Inflows of more than Rs 6,000 crore every month via SIP
The market saw a systematic growth of 50% in one year via SIP in equity mutual funds. Mutual Funds surely lived up to “Mutual Fund Sahi Hai” in 2017 for investors. SIP became household name and a new saving method for most families.

Poor performance by Bonds and Gold
Both Bond market and Gold market saw volatility in their prices in 2017. Returns has been meagre at only 4.4% (Crisil Composite Bond Index) and 7.1% (Mumbai Spot gold price) compared to Shares at 27% (Sensex). The low interest rates impacted not just FDs but also other small savings instruments (PPF, NSC) affecting the most common method for saving.

Time to go Public – IPO Mania
As many as 36 companies were listed on 2017 raising a whopping Rs. 65,000 crores. A lot of Insurance companies (SBI, HDFC and ICICI, General Insurance of India, New India Assurance) and Asset Management companies (Reliance Asset Management, Aditya Birla Capital) became public.
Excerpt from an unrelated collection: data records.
use std::fmt::{Display, Formatter, Result as FmtResult};

use crate::PairOutcome;

/// Why a pair failed verification.
#[derive(Debug, Clone, Copy, PartialEq, Eq, Hash)]
pub enum FailureKind {
    /// The most probable quotient or remainder is wrong.
    Mismatch,
    /// Both values are right, but with less probability than the concentration threshold.
    Diffuse,
}

/// A pair that failed verification.
#[derive(Debug, Clone, PartialEq)]
pub struct Failure {
    /// The kind of failure.
    pub kind: FailureKind,
    /// Everything that was observed for the pair.
    pub outcome: PairOutcome,
}

impl Display for Failure {
    fn fmt(&self, f: &mut Formatter<'_>) -> FmtResult {
        let PairOutcome { dividend_width, divisor_width, dividend, divisor, .. } = self.outcome;
        let (quotient, remainder) = (self.outcome.quotient, self.outcome.remainder);
        match self.kind {
            FailureKind::Mismatch => write!(
                f,
                "{dividend} // {divisor} = {}, {dividend} % {divisor} = {} but observed \
                 quotient {} and remainder {} (dividend {dividend:0dividend_width$b}, divisor \
                 {divisor:0divisor_width$b})",
                self.outcome.expected_quotient,
                self.outcome.expected_remainder,
                quotient.value,
                remainder.value,
            ),
            FailureKind::Diffuse => write!(
                f,
                "{dividend} // {divisor} = {}, {dividend} % {divisor} = {} observed with \
                 probabilities {:.6} and {:.6} (dividend {dividend:0dividend_width$b}, divisor \
                 {divisor:0divisor_width$b})",
                quotient.value, remainder.value, quotient.probability, remainder.probability,
            ),
        }
    }
}

/// The result of an exhaustive sweep.
#[derive(Debug, Clone, PartialEq)]
pub struct VerificationReport {
    /// The dividend width that was swept.
    pub dividend_width: usize,
    /// The divisor width that was swept.
    pub divisor_width: usize,
    /// The number of pairs evolved and compared.
    pub checked: usize,
    /// Every failing pair, in sweep order.
    pub failures: Vec<Failure>,
}

impl VerificationReport {
    /// Whether every checked pair passed.
    #[must_use]
    pub fn is_success(&self) -> bool {
        self.failures.is_empty()
    }

    /// The failures of one kind.
    pub fn failures_of(&self, kind: FailureKind) -> impl Iterator<Item = &Failure> {
        self.failures.iter().filter(move |failure| failure.kind == kind)
    }
}

/// One line per failure; nothing at all when the sweep passed.
impl Display for VerificationReport {
    fn fmt(&self, f: &mut Formatter<'_>) -> FmtResult {
        for failure in &self.failures {
            writeln!(f, "{failure}")?;
        }
        Ok(())
    }
}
RERA- Breathe of Fresh air for home buyers
Though passed by both Rajya Sabha and Lok Sabha in 2016, the Real Estate (Regulation and Development) Act finally came into force on 1st May 2017. The bill aims to regulate real estate industry, protect home buyers and boost investments in real estate as an alternative vehicle. For a long time, real estate price remained stagnant, demand being very slow. Major highlight of the bill is that it brings transparency to customers and accountability on developers on future projects.

Depositor’s money on stake? FRDI bill tabled on parliament
Depositors spent the last month of the year in fear of loosing their money. The reason – “Bail in” Clause in the Financial Resolution and Deposit Insurance Bill. This issue became a hot topic in the media and listed as one of the most contentious bill in India. Fundamentally “Bail-In” means depositor’s money as well as other creditor’s money can be used to fund the sick financial institution in case of incapability of operating further.

A proposed resolution to the mounting NPA problem – Amendment of IBC Bill
The Amendment Bill of Insolvency and Bankruptcy Code, 2017 seeks to replace the existing framework while protecting the interest of creditors. Currently, it is a long cumbersome process and doesn’t offer an economically viable arrangement. This bill restricts ineligible persons like wilful defaulters to break free of debt by paying only a portion of their due.

You will notice a few common themes running in these events – there has been steady migration from physical assets (real estate, gold) to financial assets (mutual funds, stocks), demonetization accelerated this movement. On the business front, there has been migration from unorganized to organized ones, GST has been the key enabler.

As we start 2018, take a moment to relook at our most important life goals. Let us make the required commitment part of our habit, so that we get closer to our goals without much thinking.